Publications on Antarctic bacteria since 1992. The data were obtained (Feb 2013) using the keyword search “Antarctic AND bacteria AND diversity” in PubMed and Google Scholar. The assessment approaches were categorized according to the method described in the original publication

In this study, we collated Antarctic bacterial culture identities based on the 16S rRNA gene information available in the literature and the GenBank database. Using this, we compare the sequence variation based on the “Antarctic provinces” used in previous studies of Antarctic macroorganism biogeography (Peat et al. 2007; Pugh and Convey 2008). In addition, we also compare the sequence novelty of the 16S rRNA gene sequences of Antarctic bacterial isolates with isolates obtained from elsewhere. Finally, based on the available data, we identify Antarctic provinces that remain understudied, and that now require focused study in order to address major ecological questions.

Materials and methods

Antarctic culturable bacteria 16S rRNA gene database

An initial search for Antarctic culturable bacterial 16S rRNA gene sequences was carried out using a GenBank nucleotide search. A total of 1,766 entries were detected using the boolean search string “(((((Antarctic) AND Bacteria) NOT sea) NOT marine) AND 16S) NOT uncultured” (accessed on 15 Feb 2013). In order to account for Antarctic bacterial 16S rRNA gene sequences that were not selected using the search string, we also carried out an exhaustive search of the Antarctic literature. The two lists were combined, and the geographic origin of the isolates was recorded based on the latitude and longitude data reported either in the GenBank record or the original literature. For records that did not provide precise GPS data, we approximated the sample origin based on the formal GPS location of the reported sampling site, accepting that this gave an approximately 0.5° latitude/longitude margin of error. If both GPS data and sampling location name were absent, the sequences were not included in our database. Our final database consisted of 2,089 distinct entries (Table S1) obtained from various Antarctic terrestrial habitats including soil, rock surface, snow, lake, glacier surface and cryoconite. The sequences were classified into the closest genus at 80 % cutoff confidence using classifier tools from the ribosomal database project website (http://rdp.cme.msu.edu/) (Cole et al. 2009), and were grouped according to the genus and sampling sites into an EXCEL spreadsheet (Tables S1 and S2).
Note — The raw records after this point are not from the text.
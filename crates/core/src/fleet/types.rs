//! Types for fleet operations.

use chrono::{DateTime, Utc};
use serde::{Deserialize, Serialize};
use thiserror::Error;

use crate::geo::Location;

/// Errors that can occur during fleet operations.
#[derive(Debug, Error)]
pub enum FleetError {
    #[error("Drone not found: {0}")]
    NotFound(String),

    #[error("Drone name already exists: {0}")]
    DuplicateName(String),

    #[error("Drone {name} has low battery ({battery}%)")]
    LowBattery { name: String, battery: u8 },

    #[error("Drone {0} is already reserved")]
    AlreadyReserved(String),

    #[error("No eligible drone available")]
    NoneAvailable,

    #[error("Drone {0} is busy with an active delivery")]
    Busy(String),
}

/// Operational state of a drone.
///
/// This is the canonical vocabulary for the core; legacy lowercase spellings
/// observed in older fleet data (`available`, `busy`) are accepted on input
/// and normalized here, never re-emitted.
#[derive(Debug, Clone, Copy, PartialEq, Eq, Serialize, Deserialize)]
#[serde(rename_all = "SCREAMING_SNAKE_CASE")]
pub enum DroneStatus {
    #[serde(alias = "available", alias = "idle")]
    Idle,
    #[serde(alias = "busy")]
    Busy,
    #[serde(alias = "maintenance")]
    Maintenance,
}

impl DroneStatus {
    /// Returns the string representation for API responses.
    pub fn as_str(&self) -> &'static str {
        match self {
            DroneStatus::Idle => "IDLE",
            DroneStatus::Busy => "BUSY",
            DroneStatus::Maintenance => "MAINTENANCE",
        }
    }
}

/// A delivery drone.
///
/// Invariant: `status == Busy` iff `current_order_id.is_some()`. The registry
/// is the only writer, so every mutation path upholds it.
#[derive(Debug, Clone, Serialize, Deserialize)]
#[serde(rename_all = "camelCase")]
pub struct Drone {
    /// Unique name, also used as the external reference id in events.
    pub name: String,
    pub status: DroneStatus,
    /// Battery percentage, 0-100.
    pub battery: u8,
    /// Order currently being served, present iff `status == Busy`.
    #[serde(skip_serializing_if = "Option::is_none")]
    pub current_order_id: Option<String>,
    /// Last known position.
    pub current_location: Location,
    pub created_at: DateTime<Utc>,
    pub updated_at: DateTime<Utc>,
}

impl Drone {
    /// Whether the invariant between status and current order holds.
    pub fn invariant_holds(&self) -> bool {
        (self.status == DroneStatus::Busy) == self.current_order_id.is_some()
    }
}

/// Request to register a new drone.
#[derive(Debug, Clone, Deserialize)]
#[serde(rename_all = "camelCase")]
pub struct CreateDroneRequest {
    pub name: String,
    #[serde(default)]
    pub status: Option<DroneStatus>,
    #[serde(default)]
    pub battery: Option<u8>,
    #[serde(default)]
    pub location: Option<Location>,
}

/// Partial update applied by fleet administration.
#[derive(Debug, Clone, Default, Deserialize)]
#[serde(rename_all = "camelCase")]
pub struct UpdateDroneRequest {
    #[serde(default)]
    pub status: Option<DroneStatus>,
    #[serde(default)]
    pub battery: Option<u8>,
    #[serde(default)]
    pub location: Option<Location>,
}
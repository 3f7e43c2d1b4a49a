//! Branch catalog and geospatial resolver.
//!
//! Branches are administered externally; the core only needs CRUD plus the
//! nearest-branch proximity query, answered from an R-tree rather than a
//! linear scan.

mod memory;
mod store;
mod types;

pub use memory::MemoryBranchStore;
pub use store::BranchStore;
pub use types::*;
use axum::extract::State;
use axum::Json;
use serde_json::{json, Value};

use crate::metrics::collect_and_encode;
use crate::state::AppState;

pub async fn health() -> Json<Value> {
    Json(json!({
        "status": "ok",
        "version": env!("CARGO_PKG_VERSION"),
    }))
}

pub async fn get_config(State(state): State<AppState>) -> Json<Value> {
    Json(json!(state.sanitized_config()))
}

pub async fn metrics(State(state): State<AppState>) -> String {
    collect_and_encode(&state).await
}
16S rRNA gene sequence homology

To assess the novelty of the Antarctic isolates’ 16S rRNA gene signatures, all 2,089 entries in our database were subjected to separate nucleotide-BLAST search against the GenBank nucleotide collection (nr/nt) excluding uncultured or environmental sample sequences. We segregated the sequences into two groups: sequences which did not show any significant similarity, along with those that achieved ≥99.0 % match with deposited sequences obtained from the Antarctic alone, were regarded as ‘novel’, while those that showed at least one ≥99.0 % match with sequences from other regions were regarded as ‘cosmopolitan’. The 99 % homology threshold was chosen based on its utility in species delineation (Peeters et al. 2011a). The sequences were assigned into different genera using an 80 % bootstrap confidence level according to the RDP Naïve Bayesian classifier (Wang et al. 2007).

Spatial pattern determination

We selected 6 core genera, known to be common in Antarctic terrestrial habitats (Arthrobacter, Brevundimonas, Flavobacterium, Pseudomonas, Psychrobacter and Sphingomonas) (Yergeau et al. 2007b; Cary et al. 2010; Pearce et al. 2012) and which showed the highest geographic spread in our database, for spatial analyses.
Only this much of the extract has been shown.